- What is expected
Your task is to copy the stretch of lines in the records below that begins with the line containing "repository 23defc207b338d03" and ends with the line containing "let line = if", exactly as written, with nothing added.

- Saved data entries
Start of Block
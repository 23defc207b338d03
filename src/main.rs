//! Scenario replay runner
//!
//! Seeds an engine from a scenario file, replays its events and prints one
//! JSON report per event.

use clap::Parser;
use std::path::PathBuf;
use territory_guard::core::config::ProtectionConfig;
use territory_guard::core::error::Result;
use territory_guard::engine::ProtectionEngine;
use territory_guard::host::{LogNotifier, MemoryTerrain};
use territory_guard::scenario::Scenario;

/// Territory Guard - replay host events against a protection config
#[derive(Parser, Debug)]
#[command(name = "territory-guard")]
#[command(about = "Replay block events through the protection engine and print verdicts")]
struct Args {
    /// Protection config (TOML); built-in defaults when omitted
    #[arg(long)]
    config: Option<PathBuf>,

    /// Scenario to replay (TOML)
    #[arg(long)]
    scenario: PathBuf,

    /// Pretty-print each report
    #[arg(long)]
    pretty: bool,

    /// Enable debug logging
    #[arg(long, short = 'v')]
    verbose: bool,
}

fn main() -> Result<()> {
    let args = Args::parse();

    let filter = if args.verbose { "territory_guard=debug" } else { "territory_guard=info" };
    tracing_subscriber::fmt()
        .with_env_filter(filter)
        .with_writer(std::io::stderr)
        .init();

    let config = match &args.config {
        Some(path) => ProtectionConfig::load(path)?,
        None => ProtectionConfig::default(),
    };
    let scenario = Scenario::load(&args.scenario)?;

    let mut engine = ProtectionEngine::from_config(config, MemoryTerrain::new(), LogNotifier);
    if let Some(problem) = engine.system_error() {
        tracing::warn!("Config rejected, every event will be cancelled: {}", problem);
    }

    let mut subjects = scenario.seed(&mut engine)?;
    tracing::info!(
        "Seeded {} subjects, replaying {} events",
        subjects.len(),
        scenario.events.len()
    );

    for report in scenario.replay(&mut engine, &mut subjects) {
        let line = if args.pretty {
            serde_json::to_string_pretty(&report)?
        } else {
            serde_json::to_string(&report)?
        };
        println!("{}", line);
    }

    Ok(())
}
End of Block
Start of Block
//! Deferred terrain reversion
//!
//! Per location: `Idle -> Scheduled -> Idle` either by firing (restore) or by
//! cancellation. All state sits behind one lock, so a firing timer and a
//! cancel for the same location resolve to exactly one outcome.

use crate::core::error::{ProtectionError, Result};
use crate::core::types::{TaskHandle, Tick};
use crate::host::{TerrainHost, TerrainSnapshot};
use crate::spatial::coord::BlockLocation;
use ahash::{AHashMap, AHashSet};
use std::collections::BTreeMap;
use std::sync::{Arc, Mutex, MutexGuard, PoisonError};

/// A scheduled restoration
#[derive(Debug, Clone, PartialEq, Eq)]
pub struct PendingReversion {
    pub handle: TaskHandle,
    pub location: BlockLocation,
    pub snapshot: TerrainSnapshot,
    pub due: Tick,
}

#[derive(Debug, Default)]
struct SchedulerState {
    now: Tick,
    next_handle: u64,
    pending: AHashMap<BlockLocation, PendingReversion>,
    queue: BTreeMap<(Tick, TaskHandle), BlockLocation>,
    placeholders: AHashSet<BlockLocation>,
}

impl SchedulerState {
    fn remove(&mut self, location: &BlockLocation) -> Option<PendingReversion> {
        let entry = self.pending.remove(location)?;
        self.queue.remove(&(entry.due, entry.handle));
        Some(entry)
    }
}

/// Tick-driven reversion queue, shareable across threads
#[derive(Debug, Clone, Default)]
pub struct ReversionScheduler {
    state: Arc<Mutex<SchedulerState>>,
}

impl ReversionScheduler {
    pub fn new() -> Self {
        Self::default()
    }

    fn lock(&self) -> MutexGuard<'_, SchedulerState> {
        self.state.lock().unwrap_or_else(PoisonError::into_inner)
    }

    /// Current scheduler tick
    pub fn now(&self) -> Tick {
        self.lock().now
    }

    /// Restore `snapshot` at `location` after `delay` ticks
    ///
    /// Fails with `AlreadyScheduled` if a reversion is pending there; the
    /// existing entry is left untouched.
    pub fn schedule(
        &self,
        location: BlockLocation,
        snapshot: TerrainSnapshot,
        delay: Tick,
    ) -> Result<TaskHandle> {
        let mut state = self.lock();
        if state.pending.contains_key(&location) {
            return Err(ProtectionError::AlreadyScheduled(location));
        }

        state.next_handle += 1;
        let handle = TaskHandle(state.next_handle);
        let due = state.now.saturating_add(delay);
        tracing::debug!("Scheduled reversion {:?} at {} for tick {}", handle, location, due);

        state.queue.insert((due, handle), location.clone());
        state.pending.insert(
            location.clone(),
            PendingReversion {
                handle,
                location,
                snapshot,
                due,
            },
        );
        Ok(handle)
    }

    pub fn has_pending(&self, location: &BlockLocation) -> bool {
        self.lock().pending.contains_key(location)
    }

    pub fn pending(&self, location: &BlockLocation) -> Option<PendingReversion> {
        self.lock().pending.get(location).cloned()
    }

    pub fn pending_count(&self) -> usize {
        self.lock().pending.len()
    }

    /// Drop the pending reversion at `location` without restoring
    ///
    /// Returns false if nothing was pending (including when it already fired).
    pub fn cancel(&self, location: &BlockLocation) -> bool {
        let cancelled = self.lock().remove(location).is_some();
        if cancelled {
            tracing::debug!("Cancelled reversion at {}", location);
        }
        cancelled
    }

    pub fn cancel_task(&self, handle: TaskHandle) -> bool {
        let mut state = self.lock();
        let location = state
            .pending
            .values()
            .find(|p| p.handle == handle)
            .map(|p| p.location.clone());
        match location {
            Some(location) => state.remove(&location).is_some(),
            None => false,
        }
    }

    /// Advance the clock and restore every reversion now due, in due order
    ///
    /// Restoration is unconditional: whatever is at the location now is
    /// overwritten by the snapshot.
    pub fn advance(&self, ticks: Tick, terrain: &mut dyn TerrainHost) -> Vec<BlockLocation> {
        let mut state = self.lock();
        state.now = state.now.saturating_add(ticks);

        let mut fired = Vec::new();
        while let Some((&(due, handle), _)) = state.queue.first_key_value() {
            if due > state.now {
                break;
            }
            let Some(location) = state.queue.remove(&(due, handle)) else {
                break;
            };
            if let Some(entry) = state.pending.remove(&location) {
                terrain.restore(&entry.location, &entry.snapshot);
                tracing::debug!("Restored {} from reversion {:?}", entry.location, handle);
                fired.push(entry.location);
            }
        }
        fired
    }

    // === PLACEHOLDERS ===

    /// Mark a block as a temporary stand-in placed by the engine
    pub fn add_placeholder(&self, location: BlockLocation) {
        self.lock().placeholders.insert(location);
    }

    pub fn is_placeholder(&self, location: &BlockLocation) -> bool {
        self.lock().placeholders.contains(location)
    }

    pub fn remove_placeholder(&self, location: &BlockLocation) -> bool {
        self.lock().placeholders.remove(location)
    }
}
End of Block
Start of Block
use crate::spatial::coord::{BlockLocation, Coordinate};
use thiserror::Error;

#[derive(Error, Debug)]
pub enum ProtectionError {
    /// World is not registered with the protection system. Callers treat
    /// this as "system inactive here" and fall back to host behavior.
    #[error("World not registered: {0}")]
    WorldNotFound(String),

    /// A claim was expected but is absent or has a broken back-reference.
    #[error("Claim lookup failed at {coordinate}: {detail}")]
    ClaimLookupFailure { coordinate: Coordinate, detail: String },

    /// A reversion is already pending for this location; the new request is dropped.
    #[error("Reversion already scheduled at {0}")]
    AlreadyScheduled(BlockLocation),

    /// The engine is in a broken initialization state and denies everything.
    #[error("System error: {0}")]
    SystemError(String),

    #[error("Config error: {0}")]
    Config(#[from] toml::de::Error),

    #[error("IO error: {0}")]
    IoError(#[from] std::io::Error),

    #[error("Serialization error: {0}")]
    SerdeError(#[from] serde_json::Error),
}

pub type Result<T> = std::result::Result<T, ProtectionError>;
End of Block
- Solved exercise
repository 23defc207b338d03
filename src/main.rs
//! Scenario replay runner
//!
//! Seeds an engine from a scenario file, replays its events and prints one
//! JSON report per event.

use clap::Parser;
use std::path::PathBuf;
use territory_guard::core::config::ProtectionConfig;
use territory_guard::core::error::Result;
use territory_guard::engine::ProtectionEngine;
use territory_guard::host::{LogNotifier, MemoryTerrain};
use territory_guard::scenario::Scenario;

/// Territory Guard - replay host events against a protection config
#[derive(Parser, Debug)]
#[command(name = "territory-guard")]
#[command(about = "Replay block events through the protection engine and print verdicts")]
struct Args {
    /// Protection config (TOML); built-in defaults when omitted
    #[arg(long)]
    config: Option<PathBuf>,

    /// Scenario to replay (TOML)
    #[arg(long)]
    scenario: PathBuf,

    /// Pretty-print each report
    #[arg(long)]
    pretty: bool,

    /// Enable debug logging
    #[arg(long, short = 'v')]
    verbose: bool,
}

fn main() -> Result<()> {
    let args = Args::parse();

    let filter = if args.verbose { "territory_guard=debug" } else { "territory_guard=info" };
    tracing_subscriber::fmt()
        .with_env_filter(filter)
        .with_writer(std::io::stderr)
        .init();

    let config = match &args.config {
        Some(path) => ProtectionConfig::load(path)?,
        None => ProtectionConfig::default(),
    };
    let scenario = Scenario::load(&args.scenario)?;

    let mut engine = ProtectionEngine::from_config(config, MemoryTerrain::new(), LogNotifier);
    if let Some(problem) = engine.system_error() {
        tracing::warn!("Config rejected, every event will be cancelled: {}", problem);
    }

    let mut subjects = scenario.seed(&mut engine)?;
    tracing::info!(
        "Seeded {} subjects, replaying {} events",
        subjects.len(),
        scenario.events.len()
    );

    for report in scenario.replay(&mut engine, &mut subjects) {
        let line = if args.pretty {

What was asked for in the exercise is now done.